For the records below, output each line exactly as it appears, from the first through the line with "per-frame preparation stamp.".

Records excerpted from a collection
---*---
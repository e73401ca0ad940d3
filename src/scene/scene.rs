use std::cell::RefCell;
use std::rc::Rc;

use glam::{Affine3A, Mat4, Quat, Vec3};
use slotmap::SlotMap;

use crate::backend::TextureHandle;
use crate::errors::{RenderError, Result};
use crate::renderer::{RenderInstance, RenderListener};
use crate::resources::{Material, MaterialKey, Mesh, MeshKey, StandardMaterial};
use crate::scene::camera::Camera;
use crate::scene::collider::Collider;
use crate::scene::light::Light;
use crate::scene::node::{self, CollectContext, Node};
use crate::scene::probe::{self, ReflectionProbe};
use crate::scene::{CameraKey, LightKey, NodeKey, ProbeKey, SceneUniforms};

/// A material stored in the scene, with its per-frame preparation stamp.
pub(crate) struct MaterialEntry {
    pub(crate) material: Box<dyn Material>,
    pub(crate) prepared_frame: Option<u64>,
}

/// Output of one collection: everything that exists to render this frame.
#[derive(Debug, Default)]
pub struct CollectedData {
    pub instances: Vec<RenderInstance>,
    pub lights: Vec<LightKey>,
    pub colliders: Vec<Collider>,
    pub cameras: Vec<CameraKey>,
}

/// What a scene-level collector sees.
pub struct SceneCollectContext<'a> {
    pub meshes: &'a SlotMap<MeshKey, Mesh>,
    pub lights: &'a SlotMap<LightKey, Light>,
    pub uniforms: &'a SceneUniforms,
}

/// Scene-wide contributor not tied to a node (skybox, debug grid, ...).
pub trait SceneCollector {
    fn collect(&mut self, ctx: &SceneCollectContext<'_>, out: &mut CollectedData);
}

/// Scene graph plus the resources and collected data the renderer reads.
pub struct Scene {
    pub(crate) nodes: SlotMap<NodeKey, Node>,
    pub(crate) root_nodes: Vec<NodeKey>,
    pub(crate) meshes: SlotMap<MeshKey, Mesh>,
    pub(crate) materials: SlotMap<MaterialKey, MaterialEntry>,
    pub(crate) cameras: SlotMap<CameraKey, Camera>,
    camera_order: Vec<CameraKey>,
    pub(crate) lights: SlotMap<LightKey, Light>,
    pub(crate) reflection_probes: SlotMap<ProbeKey, ReflectionProbe>,
    default_material: MaterialKey,

    pub uniforms: SceneUniforms,

    pub(crate) listeners: Vec<Rc<RefCell<dyn RenderListener>>>,
    collectors: Vec<Box<dyn SceneCollector>>,

    pub(crate) collected: CollectedData,
    pub(crate) frame: u64,
    last_collect_frame: Option<u64>,
    released_textures: Vec<TextureHandle>,
}
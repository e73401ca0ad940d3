use glam::{Affine3A, Vec3};

use crate::backend::TextureHandle;
use crate::scene::NodeKey;
use crate::scene::camera::Camera;

#[derive(Debug, Clone, Copy, PartialEq)]
pub enum LightKind {
    Directional,
    Point,
    /// Cone angles in degrees.
    Spot { inner_angle: f32, outer_angle: f32 },
}

/// Shadow parameters of a light.
#[derive(Debug, Clone, Copy, PartialEq)]
pub struct ShadowSettings {
    pub near: f32,
    pub far: f32,
    /// Orthographic frustum size used by directional lights.
    pub frustum_size: f32,
    pub bias: f32,
}

impl Default for ShadowSettings {
    fn default() -> Self {
        Self {
            near: 0.5,
            far: 500.0,
            frustum_size: 50.0,
            bias: 0.005,
        }
    }
}

#[derive(Debug, Clone)]
pub struct Light {
    pub kind: LightKind,
    pub color: Vec3,
    pub intensity: f32,
    /// Attenuation range for point and spot lights.
    pub range: f32,
    pub enabled: bool,
    pub cast_shadows: bool,
    /// Layers of the instances this light affects.
    pub illuminated_layers: u32,
    pub shadow: ShadowSettings,

    /// Local position, used when the light is not attached to a node.
    pub position: Vec3,
    /// Local direction the light points to.
    pub direction: Vec3,

    pub(crate) node: Option<NodeKey>,
    world_position: Vec3,
    world_direction: Vec3,
    pub(crate) shadow_map: Option<TextureHandle>,
}

impl Light {
    fn with_kind(kind: LightKind) -> Self {
        Self {
            kind,
            color: Vec3::ONE,
            intensity: 1.0,
            range: 100.0,
            enabled: true,
            cast_shadows: false,
            illuminated_layers: 0xFF,
            shadow: ShadowSettings::default(),
            position: Vec3::ZERO,
            direction: Vec3::NEG_Z,
            node: None,
            world_position: Vec3::ZERO,
            world_direction: Vec3::NEG_Z,
            shadow_map: None,
        }
    }

    #[must_use]
    pub fn new_directional(direction: Vec3) -> Self {
        let mut light = Self::with_kind(LightKind::Directional);
        light.direction = direction.normalize_or_zero();
        light
    }

    #[must_use]
    pub fn new_point(position: Vec3, range: f32) -> Self {
        let mut light = Self::with_kind(LightKind::Point);
        light.position = position;
        light.range = range;
        light
    }

    #[must_use]
    pub fn new_spot(position: Vec3, direction: Vec3, inner_angle: f32, outer_angle: f32) -> Self {
        let mut light = Self::with_kind(LightKind::Spot {
            inner_angle,
            outer_angle,
        });
        light.position = position;
        light.direction = direction.normalize_or_zero();
        light
    }

    #[inline]
    #[must_use]
    pub fn node(&self) -> Option<NodeKey> {
        self.node
    }

    #[inline]
    #[must_use]
    pub fn world_position(&self) -> Vec3 {
        self.world_position
    }

    #[inline]
    #[must_use]
    pub fn world_direction(&self) -> Vec3 {
        self.world_direction
    }

    #[inline]
    #[must_use]
    pub fn shadow_map(&self) -> Option<TextureHandle> {
        self.shadow_map
    }

    /// Resolves world position and direction through the owning node.
    pub(crate) fn update_world(&mut self, node_world: Option<&Affine3A>) {
        match node_world {
            Some(world) => {
                self.world_position = world.transform_point3(self.position);
                self.world_direction = world.transform_vector3(self.direction).normalize_or_zero();
            }
            None => {
                self.world_position = self.position;
                self.world_direction = self.direction.normalize_or_zero();
            }
        }
    }

    /// Per-frame preparation before any pass.
    pub fn prepare(&mut self) {
        if self.world_direction == Vec3::ZERO {
            self.world_direction = Vec3::NEG_Z;
        }
        self.range = self.range.max(0.0);
    }

    /// True when this light affects instances on `layers`.
    #[inline]
    #[must_use]
    pub fn illuminates(&self, layers: u32) -> bool {
        self.illuminated_layers & layers != 0
    }

    /// Camera used for the 2D shadow map of directional and spot lights.
    #[must_use]
    pub fn shadow_camera(&self) -> Camera {
        let up = if self.world_direction.cross(Vec3::Y).length_squared() < 1e-6 {
            Vec3::Z
        } else {
            Vec3::Y
        };

        let mut camera = match self.kind {
            LightKind::Directional => {
                let mut camera = Camera::new_orthographic(
                    self.shadow.frustum_size,
                    1.0,
                    self.shadow.near,
                    self.shadow.far,
                );
                // Pull the eye back so the scene around the light position
                // fits in the depth range.
                let eye = self.world_position - self.world_direction * self.shadow.far * 0.5;
                camera.look_at(eye, eye + self.world_direction, up);
                camera
            }
            LightKind::Spot { outer_angle, .. } => {
                let mut camera = Camera::new_perspective(
                    (outer_angle * 2.0).clamp(1.0, 179.0),
                    1.0,
                    self.shadow.near,
                    self.range.max(self.shadow.near + 1.0),
                );
                camera.look_at(self.world_position, self.world_position + self.world_direction, up);
                camera
            }
            // Point lights render a cube map; this is the +Z face camera.
            LightKind::Point => {
                let mut camera = Camera::new_perspective(
                    90.0,
                    1.0,
                    self.shadow.near,
                    self.range.max(self.shadow.near + 1.0),
                );
                camera.look_at(self.world_position, self.world_position + self.world_direction, up);
                camera
            }
        };
        camera.layers = u32::MAX;
        camera
    }
}
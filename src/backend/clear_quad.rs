//! Clears restricted to a rectangle.
//!
//! `LoadOp::Clear` always covers the whole attachment, so a clear that must
//! stay inside a camera viewport is drawn instead: a full-viewport triangle
//! with depth compare `Always`, stencil `Replace` and the color write mask
//! taken from the clear flags, clipped by the scissor rectangle.

use std::borrow::Cow;

use rustc_hash::FxHashMap;
use wgpu::util::DeviceExt;

use super::{ClearFlags, ClearRequest, Viewport};

const CLEAR_SHADER: &str = r"
struct ClearValues {
    color: vec4<f32>,
    depth: f32,
};

@group(0) @binding(0) var<uniform> clear_values: ClearValues;

@vertex
fn vs_main(@builtin(vertex_index) index: u32) -> @builtin(position) vec4<f32> {
    let uv = vec2<f32>(f32((index << 1u) & 2u), f32(index & 2u));
    return vec4<f32>(uv * 2.0 - 1.0, clear_values.depth, 1.0);
}

@fragment
fn fs_main() -> @location(0) vec4<f32> {
    return clear_values.color;
}
";

#[repr(C)]
#[derive(Debug, Clone, Copy, bytemuck::Pod, bytemuck::Zeroable)]
struct ClearUniforms {
    color: [f32; 4],
    depth: f32,
    _pad: [f32; 3],
}

/// Scissor rectangle in wgpu framebuffer coordinates (origin top-left).
#[derive(Debug, Clone, Copy, PartialEq, Eq)]
pub(crate) struct ScissorRect {
    pub x: u32,
    pub y: u32,
    pub width: u32,
    pub height: u32,
}

impl ScissorRect {
    /// Converts a lower-left origin rectangle into a scissor clamped to a
    /// `width` x `height` target. `None` when nothing is left.
    pub(crate) fn from_viewport(rect: Viewport, width: u32, height: u32) -> Option<Self> {
        let (w, h) = (i64::from(width), i64::from(height));
        let left = i64::from(rect.x).clamp(0, w);
        let right = (i64::from(rect.x) + i64::from(rect.width)).clamp(0, w);
        let bottom = i64::from(rect.y).clamp(0, h);
        let top = (i64::from(rect.y) + i64::from(rect.height)).clamp(0, h);
        if right <= left || top <= bottom {
            return None;
        }
        Some(Self {
            x: left as u32,
            y: (h - top) as u32,
            width: (right - left) as u32,
            height: (top - bottom) as u32,
        })
    }

    pub(crate) fn covers(&self, width: u32, height: u32) -> bool {
        self.x == 0 && self.y == 0 && self.width == width && self.height == height
    }
}

/// Attachments of the target being cleared.
pub(crate) struct ClearTarget<'a> {
    pub color: Option<(&'a wgpu::TextureView, wgpu::TextureFormat)>,
    pub depth: Option<(&'a wgpu::TextureView, wgpu::TextureFormat)>,
    pub has_stencil: bool,
}

#[derive(Debug, Clone, Copy, PartialEq, Eq, Hash)]
struct PipelineKey {
    color: Option<wgpu::TextureFormat>,
    depth: Option<wgpu::TextureFormat>,
    flags: u8,
}

pub(crate) struct ClearQuad {
    module: wgpu::ShaderModule,
    layout: wgpu::BindGroupLayout,
    pipeline_layout: wgpu::PipelineLayout,
    pipelines: FxHashMap<PipelineKey, wgpu::RenderPipeline>,
}

impl ClearQuad {
    pub(crate) fn new(device: &wgpu::Device) -> Self {
        let module = device.create_shader_module(wgpu::ShaderModuleDescriptor {
            label: Some("one-render clear shader"),
            source: wgpu::ShaderSource::Wgsl(Cow::Borrowed(CLEAR_SHADER)),
        });
        let layout = device.create_bind_group_layout(&wgpu::BindGroupLayoutDescriptor {
            label: Some("one-render clear layout"),
            entries: &[wgpu::BindGroupLayoutEntry {
                binding: 0,
                visibility: wgpu::ShaderStages::VERTEX_FRAGMENT,
                ty: wgpu::BindingType::Buffer {
                    ty: wgpu::BufferBindingType::Uniform,
                    has_dynamic_offset: false,
                    min_binding_size: None,
                },
                count: None,
            }],
        });
        let pipeline_layout = device.create_pipeline_layout(&wgpu::PipelineLayoutDescriptor {
            label: Some("one-render clear pipeline layout"),
            bind_group_layouts: &[Some(&layout)],
            immediate_size: 0,
        });
        Self {
            module,
            layout,
            pipeline_layout,
            pipelines: FxHashMap::default(),
        }
    }

    fn pipeline(&mut self, device: &wgpu::Device, key: PipelineKey) -> &wgpu::RenderPipeline {
        let module = &self.module;
        let pipeline_layout = &self.pipeline_layout;
        self.pipelines.entry(key).or_insert_with(|| {
            let flags = ClearFlags::from_bits_truncate(key.flags);
            let write_mask = if flags.contains(ClearFlags::COLOR) {
                wgpu::ColorWrites::ALL
            } else {
                wgpu::ColorWrites::empty()
            };
            let targets = [key.color.map(|format| wgpu::ColorTargetState {
                format,
                blend: None,
                write_mask,
            })];

            let stencil_face = wgpu::StencilFaceState {
                compare: wgpu::CompareFunction::Always,
                fail_op: wgpu::StencilOperation::Keep,
                depth_fail_op: wgpu::StencilOperation::Keep,
                pass_op: wgpu::StencilOperation::Replace,
            };
            let stencil = if flags.contains(ClearFlags::STENCIL) {
                wgpu::StencilState {
                    front: stencil_face,
                    back: stencil_face,
                    read_mask: 0xFF,
                    write_mask: 0xFF,
                }
            } else {
                wgpu::StencilState::default()
            };

            device.create_render_pipeline(&wgpu::RenderPipelineDescriptor {
                label: Some("one-render clear pipeline"),
                layout: Some(pipeline_layout),
                vertex: wgpu::VertexState {
                    module,
                    entry_point: Some("vs_main"),
                    buffers: &[],
                    compilation_options: wgpu::PipelineCompilationOptions::default(),
                },
                // Depth-only targets have no color output.
                fragment: key.color.is_some().then(|| wgpu::FragmentState {
                    module,
                    entry_point: Some("fs_main"),
                    targets: &targets,
                    compilation_options: wgpu::PipelineCompilationOptions::default(),
                }),
                primitive: wgpu::PrimitiveState::default(),
                depth_stencil: key.depth.map(|format| wgpu::DepthStencilState {
                    format,
                    depth_write_enabled: Some(flags.contains(ClearFlags::DEPTH)),
                    depth_compare: Some(wgpu::CompareFunction::Always),
                    stencil,
                    bias: wgpu::DepthBiasState::default(),
                }),
                multisample: wgpu::MultisampleState::default(),
                multiview_mask: None,
                cache: None,
            })
        })
    }

    /// Records a clear of `request.flags` limited to `scissor`.
    pub(crate) fn encode(
        &mut self,
        device: &wgpu::Device,
        encoder: &mut wgpu::CommandEncoder,
        target: &ClearTarget<'_>,
        request: &ClearRequest,
        scissor: ScissorRect,
    ) {
        let mut flags = request.flags;
        if target.color.is_none() {
            flags.remove(ClearFlags::COLOR);
        }
        if target.depth.is_none() {
            flags.remove(ClearFlags::DEPTH | ClearFlags::STENCIL);
        }
        if !target.has_stencil {
            flags.remove(ClearFlags::STENCIL);
        }
        if flags.is_empty() {
            return;
        }

        let key = PipelineKey {
            color: target.color.map(|(_, format)| format),
            depth: target.depth.map(|(_, format)| format),
            flags: flags.bits(),
        };

        // One buffer per clear: queued writes would all land before the
        // encoder runs and every clear in the frame would see the last value.
        let uniforms = ClearUniforms {
            color: request.color.to_array(),
            depth: request.depth,
            _pad: [0.0; 3],
        };
        let buffer = device.create_buffer_init(&wgpu::util::BufferInitDescriptor {
            label: Some("one-render clear values"),
            contents: bytemuck::bytes_of(&uniforms),
            usage: wgpu::BufferUsages::UNIFORM,
        });
        let bind_group = device.create_bind_group(&wgpu::BindGroupDescriptor {
            label: Some("one-render clear bind group"),
            layout: &self.layout,
            entries: &[wgpu::BindGroupEntry {
                binding: 0,
                resource: buffer.as_entire_binding(),
            }],
        });
        let pipeline = self.pipeline(device, key);

        let color_attachment = target.color.map(|(view, _)| wgpu::RenderPassColorAttachment {
            view,
            resolve_target: None,
            ops: wgpu::Operations {
                load: wgpu::LoadOp::Load,
                store: wgpu::StoreOp::Store,
            },
            depth_slice: None,
        });
        let depth_attachment = target.depth.map(|(view, _)| wgpu::RenderPassDepthStencilAttachment {
            view,
            depth_ops: Some(wgpu::Operations {
                load: wgpu::LoadOp::Load,
                store: wgpu::StoreOp::Store,
            }),
            stencil_ops: target.has_stencil.then_some(wgpu::Operations {
                load: wgpu::LoadOp::Load,
                store: wgpu::StoreOp::Store,
            }),
        });

        let mut pass = encoder.begin_render_pass(&wgpu::RenderPassDescriptor {
            label: Some("one-render scissored clear"),
            color_attachments: &[color_attachment],
            depth_stencil_attachment: depth_attachment,
            timestamp_writes: None,
            occlusion_query_set: None,
            multiview_mask: None,
        });
        pass.set_scissor_rect(scissor.x, scissor.y, scissor.width, scissor.height);
        pass.set_pipeline(pipeline);
        pass.set_bind_group(0, &bind_group, &[]);
        pass.set_stencil_reference(request.stencil);
        pass.draw(0..3, 0..1);
    }
}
---*---
Result below:
repository e73401ca0ad940d3
filename src/scene/scene.rs
use std::cell::RefCell;
use std::rc::Rc;

use glam::{Affine3A, Mat4, Quat, Vec3};
use slotmap::SlotMap;

use crate::backend::TextureHandle;
use crate::errors::{RenderError, Result};
use crate::renderer::{RenderInstance, RenderListener};
use crate::resources::{Material, MaterialKey, Mesh, MeshKey, StandardMaterial};
use crate::scene::camera::Camera;
use crate::scene::collider::Collider;
use crate::scene::light::Light;
use crate::scene::node::{self, CollectContext, Node};
use crate::scene::probe::{self, ReflectionProbe};
use crate::scene::{CameraKey, LightKey, NodeKey, ProbeKey, SceneUniforms};

/// A material stored in the scene, with its per-frame preparation stamp.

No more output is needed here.